**Provided data**
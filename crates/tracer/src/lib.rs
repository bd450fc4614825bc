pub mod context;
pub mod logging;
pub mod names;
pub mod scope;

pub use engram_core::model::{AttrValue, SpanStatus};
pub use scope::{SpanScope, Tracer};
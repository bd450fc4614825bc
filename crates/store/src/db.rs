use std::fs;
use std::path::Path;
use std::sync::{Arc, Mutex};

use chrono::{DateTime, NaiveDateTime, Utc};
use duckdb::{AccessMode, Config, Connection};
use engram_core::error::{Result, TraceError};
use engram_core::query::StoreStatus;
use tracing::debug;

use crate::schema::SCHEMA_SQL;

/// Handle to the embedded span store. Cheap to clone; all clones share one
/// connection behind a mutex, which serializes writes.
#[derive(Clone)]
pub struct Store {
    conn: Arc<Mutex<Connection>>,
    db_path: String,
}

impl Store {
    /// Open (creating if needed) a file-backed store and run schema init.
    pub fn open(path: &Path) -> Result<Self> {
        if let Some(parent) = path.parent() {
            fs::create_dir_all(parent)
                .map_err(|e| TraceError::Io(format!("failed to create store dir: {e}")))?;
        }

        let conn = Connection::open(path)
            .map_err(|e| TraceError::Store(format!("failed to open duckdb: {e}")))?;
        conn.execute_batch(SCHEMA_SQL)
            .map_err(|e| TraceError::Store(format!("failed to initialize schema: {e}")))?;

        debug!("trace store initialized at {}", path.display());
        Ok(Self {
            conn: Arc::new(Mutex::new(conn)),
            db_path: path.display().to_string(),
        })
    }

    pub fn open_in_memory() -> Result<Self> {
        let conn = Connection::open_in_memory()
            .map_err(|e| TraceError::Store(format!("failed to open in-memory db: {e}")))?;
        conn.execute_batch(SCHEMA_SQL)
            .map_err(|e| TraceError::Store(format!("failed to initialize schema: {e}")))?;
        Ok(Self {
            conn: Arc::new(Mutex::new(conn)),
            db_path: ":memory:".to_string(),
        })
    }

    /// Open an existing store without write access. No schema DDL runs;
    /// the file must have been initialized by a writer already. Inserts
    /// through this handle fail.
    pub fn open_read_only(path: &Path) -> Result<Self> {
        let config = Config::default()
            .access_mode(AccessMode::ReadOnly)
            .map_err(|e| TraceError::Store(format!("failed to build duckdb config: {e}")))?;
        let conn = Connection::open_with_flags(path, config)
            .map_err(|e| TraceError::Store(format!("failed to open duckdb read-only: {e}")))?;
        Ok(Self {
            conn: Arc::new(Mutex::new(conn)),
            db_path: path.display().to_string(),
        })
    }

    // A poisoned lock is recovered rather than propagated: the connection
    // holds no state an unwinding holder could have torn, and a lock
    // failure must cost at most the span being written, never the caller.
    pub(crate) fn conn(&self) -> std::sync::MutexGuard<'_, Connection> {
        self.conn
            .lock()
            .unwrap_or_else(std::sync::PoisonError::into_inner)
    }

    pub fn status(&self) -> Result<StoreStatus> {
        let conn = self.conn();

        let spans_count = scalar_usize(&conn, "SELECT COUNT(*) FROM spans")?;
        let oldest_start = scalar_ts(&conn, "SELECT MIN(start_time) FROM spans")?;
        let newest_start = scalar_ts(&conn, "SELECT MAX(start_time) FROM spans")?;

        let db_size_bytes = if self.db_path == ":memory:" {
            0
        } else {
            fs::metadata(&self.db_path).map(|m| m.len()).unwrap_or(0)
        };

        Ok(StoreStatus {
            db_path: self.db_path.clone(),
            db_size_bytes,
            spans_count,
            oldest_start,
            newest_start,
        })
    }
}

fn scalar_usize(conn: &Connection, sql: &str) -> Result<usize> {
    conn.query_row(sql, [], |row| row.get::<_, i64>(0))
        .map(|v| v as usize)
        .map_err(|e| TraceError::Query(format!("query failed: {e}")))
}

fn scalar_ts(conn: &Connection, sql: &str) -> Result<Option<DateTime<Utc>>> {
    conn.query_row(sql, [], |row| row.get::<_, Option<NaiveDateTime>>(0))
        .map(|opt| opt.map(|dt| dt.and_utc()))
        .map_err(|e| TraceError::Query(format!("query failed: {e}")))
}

==

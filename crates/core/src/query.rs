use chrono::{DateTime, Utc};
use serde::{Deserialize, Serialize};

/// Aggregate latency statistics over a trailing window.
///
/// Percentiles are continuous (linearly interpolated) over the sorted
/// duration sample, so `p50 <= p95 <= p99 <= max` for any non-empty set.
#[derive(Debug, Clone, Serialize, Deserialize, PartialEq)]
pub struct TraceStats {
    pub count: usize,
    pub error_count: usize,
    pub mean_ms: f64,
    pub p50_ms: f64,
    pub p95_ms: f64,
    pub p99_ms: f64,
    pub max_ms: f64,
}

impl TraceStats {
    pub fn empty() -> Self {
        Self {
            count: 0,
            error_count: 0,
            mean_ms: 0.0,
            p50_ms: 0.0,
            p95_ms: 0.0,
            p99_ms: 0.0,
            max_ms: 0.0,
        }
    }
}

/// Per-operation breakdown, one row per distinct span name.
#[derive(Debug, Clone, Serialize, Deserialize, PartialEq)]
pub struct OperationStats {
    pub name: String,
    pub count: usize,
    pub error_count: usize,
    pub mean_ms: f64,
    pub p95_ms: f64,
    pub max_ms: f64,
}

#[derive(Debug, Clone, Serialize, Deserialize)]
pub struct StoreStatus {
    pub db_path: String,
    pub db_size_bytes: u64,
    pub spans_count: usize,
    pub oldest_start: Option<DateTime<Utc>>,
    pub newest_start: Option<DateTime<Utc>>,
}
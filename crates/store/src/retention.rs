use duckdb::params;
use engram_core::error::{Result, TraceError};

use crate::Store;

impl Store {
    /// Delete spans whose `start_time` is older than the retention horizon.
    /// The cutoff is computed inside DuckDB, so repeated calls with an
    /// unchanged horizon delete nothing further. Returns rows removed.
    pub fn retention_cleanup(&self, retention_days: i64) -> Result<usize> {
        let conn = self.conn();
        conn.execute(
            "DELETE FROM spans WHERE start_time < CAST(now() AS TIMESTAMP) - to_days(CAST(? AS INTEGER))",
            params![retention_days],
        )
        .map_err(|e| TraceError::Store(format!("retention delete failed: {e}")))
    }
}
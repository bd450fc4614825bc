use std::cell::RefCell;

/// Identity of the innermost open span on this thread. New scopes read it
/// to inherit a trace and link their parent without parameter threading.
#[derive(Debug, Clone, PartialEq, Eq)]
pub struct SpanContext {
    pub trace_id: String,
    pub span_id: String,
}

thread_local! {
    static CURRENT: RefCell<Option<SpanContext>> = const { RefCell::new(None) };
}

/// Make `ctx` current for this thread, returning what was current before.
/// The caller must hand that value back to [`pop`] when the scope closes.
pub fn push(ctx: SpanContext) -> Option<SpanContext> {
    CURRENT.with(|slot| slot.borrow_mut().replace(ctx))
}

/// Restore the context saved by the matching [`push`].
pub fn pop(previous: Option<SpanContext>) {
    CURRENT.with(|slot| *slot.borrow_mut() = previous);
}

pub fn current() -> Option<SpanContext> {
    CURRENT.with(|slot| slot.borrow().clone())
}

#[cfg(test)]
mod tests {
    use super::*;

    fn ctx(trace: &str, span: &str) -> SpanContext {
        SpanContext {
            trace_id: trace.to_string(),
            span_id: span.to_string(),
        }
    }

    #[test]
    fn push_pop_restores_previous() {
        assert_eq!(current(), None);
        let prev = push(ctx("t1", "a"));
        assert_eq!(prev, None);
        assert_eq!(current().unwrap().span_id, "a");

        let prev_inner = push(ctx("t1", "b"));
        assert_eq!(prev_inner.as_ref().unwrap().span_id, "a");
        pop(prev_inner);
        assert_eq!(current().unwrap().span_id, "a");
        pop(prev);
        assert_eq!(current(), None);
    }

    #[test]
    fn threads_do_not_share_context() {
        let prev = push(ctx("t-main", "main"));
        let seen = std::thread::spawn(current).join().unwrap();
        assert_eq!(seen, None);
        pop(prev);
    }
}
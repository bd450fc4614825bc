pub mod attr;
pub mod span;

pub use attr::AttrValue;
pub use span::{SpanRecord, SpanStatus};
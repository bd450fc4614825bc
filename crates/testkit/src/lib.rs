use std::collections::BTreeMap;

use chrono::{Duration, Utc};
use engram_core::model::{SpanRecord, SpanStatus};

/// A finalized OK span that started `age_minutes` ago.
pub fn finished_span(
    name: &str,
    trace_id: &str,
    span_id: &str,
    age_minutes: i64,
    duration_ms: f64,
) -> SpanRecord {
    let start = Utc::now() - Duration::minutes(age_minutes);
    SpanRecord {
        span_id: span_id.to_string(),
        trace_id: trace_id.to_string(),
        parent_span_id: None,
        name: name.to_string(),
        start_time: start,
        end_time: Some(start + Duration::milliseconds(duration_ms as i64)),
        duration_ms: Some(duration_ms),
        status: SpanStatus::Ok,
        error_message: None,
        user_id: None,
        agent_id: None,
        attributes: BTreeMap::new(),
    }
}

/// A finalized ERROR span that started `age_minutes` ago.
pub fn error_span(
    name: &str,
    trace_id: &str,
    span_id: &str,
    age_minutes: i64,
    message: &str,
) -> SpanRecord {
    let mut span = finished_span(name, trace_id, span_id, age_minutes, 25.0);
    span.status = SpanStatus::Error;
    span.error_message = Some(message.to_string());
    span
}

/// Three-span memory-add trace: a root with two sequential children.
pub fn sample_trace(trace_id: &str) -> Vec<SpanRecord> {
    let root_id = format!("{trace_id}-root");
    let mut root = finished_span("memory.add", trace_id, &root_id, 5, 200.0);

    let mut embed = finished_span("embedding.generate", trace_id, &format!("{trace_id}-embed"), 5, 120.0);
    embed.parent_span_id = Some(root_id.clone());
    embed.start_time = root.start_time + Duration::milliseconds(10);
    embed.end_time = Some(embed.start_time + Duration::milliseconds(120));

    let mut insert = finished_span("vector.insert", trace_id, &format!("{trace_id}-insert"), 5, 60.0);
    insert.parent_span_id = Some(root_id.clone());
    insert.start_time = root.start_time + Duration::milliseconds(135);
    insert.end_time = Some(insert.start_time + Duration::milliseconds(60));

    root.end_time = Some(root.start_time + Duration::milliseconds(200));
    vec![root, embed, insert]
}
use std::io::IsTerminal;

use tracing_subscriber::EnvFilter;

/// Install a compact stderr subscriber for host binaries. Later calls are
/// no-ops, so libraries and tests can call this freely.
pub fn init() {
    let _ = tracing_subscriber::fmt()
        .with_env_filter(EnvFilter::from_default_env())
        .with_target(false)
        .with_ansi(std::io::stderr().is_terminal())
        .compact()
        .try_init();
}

* * *

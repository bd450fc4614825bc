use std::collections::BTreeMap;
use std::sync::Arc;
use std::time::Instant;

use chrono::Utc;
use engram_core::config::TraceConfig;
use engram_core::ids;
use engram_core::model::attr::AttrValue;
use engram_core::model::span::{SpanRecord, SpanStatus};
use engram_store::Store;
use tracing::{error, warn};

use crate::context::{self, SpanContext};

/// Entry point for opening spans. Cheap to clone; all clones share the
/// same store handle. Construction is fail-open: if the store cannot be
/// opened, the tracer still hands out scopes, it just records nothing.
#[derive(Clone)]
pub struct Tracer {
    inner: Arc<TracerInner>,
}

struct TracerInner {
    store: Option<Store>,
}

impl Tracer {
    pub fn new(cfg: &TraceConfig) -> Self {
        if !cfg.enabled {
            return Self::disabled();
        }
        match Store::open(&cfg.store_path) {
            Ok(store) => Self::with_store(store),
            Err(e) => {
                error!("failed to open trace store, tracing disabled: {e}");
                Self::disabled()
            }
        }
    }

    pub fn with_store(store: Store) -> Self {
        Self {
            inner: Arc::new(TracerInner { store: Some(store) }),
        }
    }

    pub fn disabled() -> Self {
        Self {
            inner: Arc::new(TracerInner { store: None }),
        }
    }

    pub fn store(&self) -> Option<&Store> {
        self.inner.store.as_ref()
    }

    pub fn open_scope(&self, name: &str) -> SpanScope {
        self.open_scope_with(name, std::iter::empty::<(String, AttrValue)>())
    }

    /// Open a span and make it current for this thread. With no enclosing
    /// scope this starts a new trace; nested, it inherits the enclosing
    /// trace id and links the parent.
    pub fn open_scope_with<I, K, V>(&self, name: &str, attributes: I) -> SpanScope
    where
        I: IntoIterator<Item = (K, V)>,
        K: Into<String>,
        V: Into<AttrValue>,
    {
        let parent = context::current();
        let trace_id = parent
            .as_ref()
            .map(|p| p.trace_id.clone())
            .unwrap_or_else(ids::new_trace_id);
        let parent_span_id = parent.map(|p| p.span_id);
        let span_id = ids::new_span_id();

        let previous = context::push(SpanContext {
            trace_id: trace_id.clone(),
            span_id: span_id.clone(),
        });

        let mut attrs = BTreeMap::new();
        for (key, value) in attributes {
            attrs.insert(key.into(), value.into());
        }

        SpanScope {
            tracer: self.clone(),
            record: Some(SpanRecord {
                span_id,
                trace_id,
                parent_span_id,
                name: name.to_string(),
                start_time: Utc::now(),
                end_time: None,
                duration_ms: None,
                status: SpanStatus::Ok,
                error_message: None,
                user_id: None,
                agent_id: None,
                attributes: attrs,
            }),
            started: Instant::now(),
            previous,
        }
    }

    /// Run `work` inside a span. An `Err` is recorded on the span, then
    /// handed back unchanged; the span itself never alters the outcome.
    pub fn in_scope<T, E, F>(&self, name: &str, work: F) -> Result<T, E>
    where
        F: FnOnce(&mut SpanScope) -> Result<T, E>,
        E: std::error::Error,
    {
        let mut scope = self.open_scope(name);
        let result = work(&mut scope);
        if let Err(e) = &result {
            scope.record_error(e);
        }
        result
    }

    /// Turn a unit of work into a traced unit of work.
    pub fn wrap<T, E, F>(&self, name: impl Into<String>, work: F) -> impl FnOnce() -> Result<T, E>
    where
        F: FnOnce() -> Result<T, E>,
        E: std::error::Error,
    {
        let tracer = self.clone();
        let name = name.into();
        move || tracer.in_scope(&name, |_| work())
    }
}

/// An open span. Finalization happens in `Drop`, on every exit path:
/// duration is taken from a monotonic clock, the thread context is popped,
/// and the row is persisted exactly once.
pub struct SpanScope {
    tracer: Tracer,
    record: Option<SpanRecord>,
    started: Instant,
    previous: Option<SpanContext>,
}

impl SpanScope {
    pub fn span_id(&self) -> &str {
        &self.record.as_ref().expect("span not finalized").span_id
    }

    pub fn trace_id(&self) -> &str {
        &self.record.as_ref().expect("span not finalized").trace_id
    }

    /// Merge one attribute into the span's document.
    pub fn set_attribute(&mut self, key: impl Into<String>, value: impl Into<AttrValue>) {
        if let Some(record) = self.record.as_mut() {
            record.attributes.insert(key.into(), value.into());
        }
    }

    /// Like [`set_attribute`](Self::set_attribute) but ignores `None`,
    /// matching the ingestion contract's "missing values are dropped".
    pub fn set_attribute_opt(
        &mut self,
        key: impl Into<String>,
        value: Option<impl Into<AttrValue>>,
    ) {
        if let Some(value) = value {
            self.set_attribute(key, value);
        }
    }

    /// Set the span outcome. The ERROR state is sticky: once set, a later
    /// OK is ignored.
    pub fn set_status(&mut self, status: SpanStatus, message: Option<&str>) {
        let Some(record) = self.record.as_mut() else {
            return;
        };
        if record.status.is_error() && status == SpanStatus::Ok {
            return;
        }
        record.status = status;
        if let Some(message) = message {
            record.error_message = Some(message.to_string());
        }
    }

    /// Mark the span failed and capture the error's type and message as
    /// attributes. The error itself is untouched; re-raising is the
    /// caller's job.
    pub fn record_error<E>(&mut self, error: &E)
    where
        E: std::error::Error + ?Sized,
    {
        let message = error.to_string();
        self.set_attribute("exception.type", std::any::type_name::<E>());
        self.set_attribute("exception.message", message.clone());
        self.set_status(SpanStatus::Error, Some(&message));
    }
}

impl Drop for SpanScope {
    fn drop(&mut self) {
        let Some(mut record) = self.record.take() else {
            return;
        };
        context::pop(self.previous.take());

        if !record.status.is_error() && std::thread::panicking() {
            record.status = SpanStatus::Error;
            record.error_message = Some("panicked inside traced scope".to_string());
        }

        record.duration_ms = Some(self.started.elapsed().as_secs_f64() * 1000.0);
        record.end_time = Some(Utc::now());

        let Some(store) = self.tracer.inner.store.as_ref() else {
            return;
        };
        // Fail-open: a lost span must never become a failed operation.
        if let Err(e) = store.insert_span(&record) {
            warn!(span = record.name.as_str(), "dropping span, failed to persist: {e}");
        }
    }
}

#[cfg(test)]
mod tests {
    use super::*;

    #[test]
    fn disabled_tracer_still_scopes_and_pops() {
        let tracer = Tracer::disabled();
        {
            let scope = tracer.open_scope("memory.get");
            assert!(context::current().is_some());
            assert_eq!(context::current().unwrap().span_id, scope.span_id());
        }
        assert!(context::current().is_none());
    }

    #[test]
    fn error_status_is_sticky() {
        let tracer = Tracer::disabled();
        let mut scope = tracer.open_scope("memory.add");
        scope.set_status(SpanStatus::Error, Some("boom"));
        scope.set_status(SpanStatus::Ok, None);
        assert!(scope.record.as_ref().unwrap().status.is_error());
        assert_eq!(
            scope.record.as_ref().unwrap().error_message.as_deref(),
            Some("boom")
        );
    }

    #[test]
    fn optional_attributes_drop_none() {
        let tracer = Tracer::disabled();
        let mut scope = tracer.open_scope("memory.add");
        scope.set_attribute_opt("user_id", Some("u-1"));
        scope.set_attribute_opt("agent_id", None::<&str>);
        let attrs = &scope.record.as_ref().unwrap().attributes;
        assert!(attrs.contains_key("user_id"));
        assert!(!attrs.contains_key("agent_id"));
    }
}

**Exercise**
Number of lines above containing "warn": state it and nothing else.

**Exercise response**
2